The final straw was a subtle but critical DOM leak: every time a user opened an edit modal, TinyMCE injected iframe content that never got removed. After a few cycles, the page slowed to a crawl. We had to act.

Why We Picked NicEdit (And Not Another "Modern" Editor)

Our instinct was to reach for something "better"—maybe CKEditor 5 or even a lightweight ProseMirror wrapper. But after two failed migrations already that month, we realized we weren’t solving for features. We were solving for survival.

We needed something that:

  • Weighed under 20KB
  • Didn’t require a build pipeline
  • Played nice with raw DOM manipulation
  • Didn’t assume modern JS or a clean global scope

That’s how we landed on NicEdit.

Yes, it’s old. Yes, the last major update was over a decade ago. But that’s also why it worked. NicEdit doesn’t fight the DOM—it works with it. No iframes. No shadow roots. No event proxy layers. It simply enhances a textarea with execCommand(), and gets out of the way.

We tested it across IE11, Chrome 60+, and even mobile Safari on older iOS versions. No lag. No memory creep. And crucially, no jQuery collisions. When we removed TinyMCE and dropped in NicEdit with a few lines of config, the radio button bug (which had been blamed on "training module logic" for weeks) vanished instantly. That follow-up commit—'fixed training radio bug'—wasn’t a fix at all. It was a side effect of removing the real offender.

Future-Proofing With a Simple Abstraction

We knew we couldn’t afford another editor migration anytime soon. So instead of hardcoding NicEdit everywhere, we wrapped the initialization in a thin abstraction:

function create_html_editor($element_id) {
    // Abstracts editor logic
    // Swappable backend—today NicEdit, tomorrow something else
    echo "<script type='text/javascript'>\n";
    echo "bkLib.onDomLoaded(function() {\n";
    echo "  new nicEditor({fullPanel: true}).panelInstance('$element_id');\n";
    echo "});\n";
    echo "</script>\n";
}

This function now lives in our shared admin helpers. Any template that needs a rich text field calls create_html_editor('my-field')—no knowledge of which editor powers it. If we ever need to swap again, we change one file, not fifty.

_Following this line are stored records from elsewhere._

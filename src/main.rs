//! booking-tui - terminal hotel-booking client
//!
//! Destination search, date and guest pickers, a booking cart, and a
//! rotating panel of sustainable travel tips.

mod clipboard;
mod config;
mod core;
mod data;
mod format;
mod frontend;
mod widgets;

use anyhow::{Context, Result};
use clap::{Parser as ClapParser, Subcommand};
use crossterm::event::KeyEvent;
use std::path::PathBuf;
use std::time::Duration;

#[derive(ClapParser)]
#[command(name = "booking-tui")]
#[command(about = "Terminal hotel-booking client", long_about = None)]
struct Cli {
    /// Configuration file path
    #[arg(short, long, value_name = "FILE")]
    config: Option<PathBuf>,

    /// Custom data directory (default: ~/.booking-tui)
    /// Can also be set via BOOKING_TUI_DIR environment variable
    #[arg(long, value_name = "DIR")]
    data_dir: Option<PathBuf>,

    /// Tips file to rotate instead of the configured one
    #[arg(long, value_name = "FILE")]
    tips: Option<PathBuf>,

    /// Milliseconds between tip changes
    #[arg(long)]
    interval_ms: Option<u64>,

    /// Milliseconds the outgoing tip stays faded
    #[arg(long)]
    fade_ms: Option<u64>,

    /// Start with the tips panel hidden
    #[arg(long)]
    no_tips: bool,

    #[command(subcommand)]
    command: Option<Commands>,
}

#[derive(Subcommand)]
enum Commands {
    /// Validate a tips file
    ValidateTips {
        /// Tips file to validate (default: the configured tips file)
        #[arg(value_name = "FILE")]
        file: Option<PathBuf>,
    },
    /// Print the tips in rotation order
    Tips,
}

fn main() -> Result<()> {
    // Initialize logging to file (use RUST_LOG env var to control level, e.g. RUST_LOG=debug)
    // TUI apps can't log to stdout, so we write to a file
    let log_file = std::fs::OpenOptions::new()
        .create(true)
        .append(true)
        .open("booking-tui.log")?;

    tracing_subscriber::fmt()
        .with_env_filter(
            tracing_subscriber::EnvFilter::try_from_default_env()
                .unwrap_or_else(|_| tracing_subscriber::EnvFilter::new("info")),
        )
        .with_writer(std::sync::Mutex::new(log_file))
        .with_ansi(false) // No color codes in log file
        .init();

    // Parse CLI arguments
    let cli = Cli::parse();

    if let Some(dir) = &cli.data_dir {
        tracing::info!("Using custom data directory: {:?}", dir);
    } else if let Ok(env_dir) = std::env::var("BOOKING_TUI_DIR") {
        tracing::info!("Using data directory from BOOKING_TUI_DIR: {}", env_dir);
    }

    // Load configuration, then apply command line overrides
    let mut config =
        config::Config::load_with_options(cli.config.as_deref(), cli.data_dir.as_deref())?;
    if let Some(interval_ms) = cli.interval_ms {
        config.tips.interval_ms = interval_ms;
    }
    if let Some(fade_ms) = cli.fade_ms {
        config.tips.fade_ms = fade_ms;
    }
    if let Some(tips) = &cli.tips {
        config.tips.file = Some(tips.clone());
    }
    if cli.no_tips {
        config.ui.show_tips = false;
    }

    // Handle subcommands
    if let Some(command) = cli.command {
        match command {
            Commands::ValidateTips { file } => {
                let path = file.unwrap_or_else(|| config.tips_path());
                std::process::exit(validate_tips(&config, &path));
            }
            Commands::Tips => {
                print_tips(&config)?;
                return Ok(());
            }
        }
    }

    config.validate()?;

    let tips = match config.load_tips() {
        Ok(tips) => tips,
        Err(e) => {
            tracing::warn!("{:#} - using built-in tips", e);
            config::embedded_tips()?
        }
    };
    let destinations = config.load_destinations()?;

    run_tui(config, destinations, tips)
}

/// Check a tips file and report. Returns the process exit code.
fn validate_tips(config: &config::Config, path: &std::path::Path) -> i32 {
    println!("Validating tips file: {:?}", path);

    let tips = match config::load_tips_file(path) {
        Ok(tips) => tips,
        Err(e) => {
            eprintln!("✗ Failed to load tips: {:#}", e);
            return 1;
        }
    };
    println!("✓ Tips loaded successfully");
    println!("  {} tips defined", tips.len());

    let mut categories: Vec<&str> = tips.iter().map(|t| t.category.as_str()).collect();
    categories.sort_unstable();
    categories.dedup();
    println!("  Categories: {}", categories.join(", "));

    let mut warnings = 0;
    for (i, tip) in tips.iter().enumerate() {
        // Longer tips wrap past the panel's two lines
        if tip.text.chars().count() > 200 {
            println!(
                "⚠ Warning: tip #{} ({}) is {} characters long",
                i + 1,
                tip.category,
                tip.text.chars().count()
            );
            warnings += 1;
        }
    }
    if tips.len() == 1 {
        println!("⚠ Warning: only one tip - the panel will fade back to the same tip");
        warnings += 1;
    }

    match config.rotation_timing() {
        Ok(timing) => println!(
            "  Rotation: every {} ms, {} ms fade",
            timing.interval().as_millis(),
            timing.fade().as_millis()
        ),
        Err(e) => {
            eprintln!("✗ {:#}", e);
            return 1;
        }
    }

    if warnings == 0 {
        println!("✓ Tips file is valid with no issues");
    } else {
        println!("⚠ Found {} warning(s)", warnings);
    }
    0
}

fn print_tips(config: &config::Config) -> Result<()> {
    let tips = config.load_tips()?;
    let timing = config.rotation_timing()?;
    println!(
        "{} tips from {:?}, rotating every {} ms with a {} ms fade",
        tips.len(),
        config.tips_path(),
        timing.interval().as_millis(),
        timing.fade().as_millis()
    );
    for (i, tip) in tips.iter().enumerate() {
        println!(
            "{:>3}. {} [{}] {}",
            i + 1,
            format::progress_markers(tips.len(), i),
            tip.category,
            tip.text
        );
    }
    Ok(())
}

/// Run TUI frontend
fn run_tui(
    config: config::Config,
    destinations: Vec<data::Destination>,
    tips: Vec<data::TipItem>,
) -> Result<()> {
    // Tip rotation timers run on the tokio runtime
    let runtime = tokio::runtime::Runtime::new()?;
    runtime.block_on(async_run_tui(config, destinations, tips))
}

/// Async TUI main loop
async fn async_run_tui(
    config: config::Config,
    destinations: Vec<data::Destination>,
    tips: Vec<data::TipItem>,
) -> Result<()> {
    use crate::core::{route_input, AppCore, RotationEvent, UiAction};
    use frontend::{Frontend, FrontendEvent, TuiFrontend};
    use tokio::sync::mpsc;

    // Timer steps from the tip rotator arrive here
    let (rotation_tx, mut rotation_rx) = mpsc::unbounded_channel::<RotationEvent>();

    // Create core application state
    let mut app_core = AppCore::new(
        config,
        destinations,
        tips,
        chrono::Local::now().date_naive(),
        rotation_tx,
        Box::new(clipboard::SystemClipboard),
    )
    .context("Failed to initialize application")?;

    // Create TUI frontend
    let mut frontend = TuiFrontend::new()?;
    frontend.set_poll_timeout(Duration::from_millis(app_core.config.ui.poll_timeout_ms));
    let (width, height) = frontend.size();
    tracing::info!(width, height, "TUI started");

    if app_core.config.ui.show_tips {
        if let Err(e) = app_core.mount_tips() {
            tracing::warn!("{:#}", e);
            app_core.ui_state.set_status(format!("{:#}", e));
        }
    }

    // Main event loop
    while app_core.running {
        // Poll for frontend events (keyboard, resize, paste)
        for event in frontend.poll_events()? {
            match event {
                FrontendEvent::Key { code, modifiers } => {
                    let key = KeyEvent::new(code, modifiers);
                    match route_input(key, app_core.ui_state.focused) {
                        UiAction::TextInput => frontend.edit_destination(&mut app_core, key),
                        action => app_core.handle_action(action),
                    }
                }
                FrontendEvent::Resize { width, height } => {
                    tracing::debug!(width, height, "Terminal resized");
                    app_core.needs_render = true;
                }
                FrontendEvent::Paste { text } => frontend.paste(&mut app_core, &text),
            }
        }

        // Apply pending tip rotation steps
        while let Ok(event) = rotation_rx.try_recv() {
            app_core.handle_rotation_event(event);
        }

        app_core.refresh_today(chrono::Local::now().date_naive());

        if app_core.needs_render {
            frontend.render(&mut app_core)?;
            app_core.needs_render = false;
        }
    }

    // Stop the rotation timer before the terminal is restored
    app_core.shutdown();
    frontend.cleanup()?;

    Ok(())
}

We also added a lightweight destroy method for modals:

if (typeof nicEditors !== 'undefined') {
  nicEditors.findEditor(elementId)?.remove();
}

This ensures clean teardown and prevents any potential memory hold (even if NicEdit doesn’t really have them).

Lessons From the Trenches

This wasn’t a glamorous refactor. No shiny new framework. No CI/CD overhaul. But it stabilized a critical admin panel that was on the verge of becoming unusable.

The big takeaway? In legacy systems, "better" tools often make things worse. TinyMCE isn’t bad—it’s just built for environments with modern hygiene, module bundlers, and clean scopes. Ours has none of those.

Sometimes, the right upgrade is a downgrade in features but a massive upgrade in reliability.

And always—always—abstract your third-party integrations, even in legacy code. That single create_html_editor() function may be the reason we never have to do this again.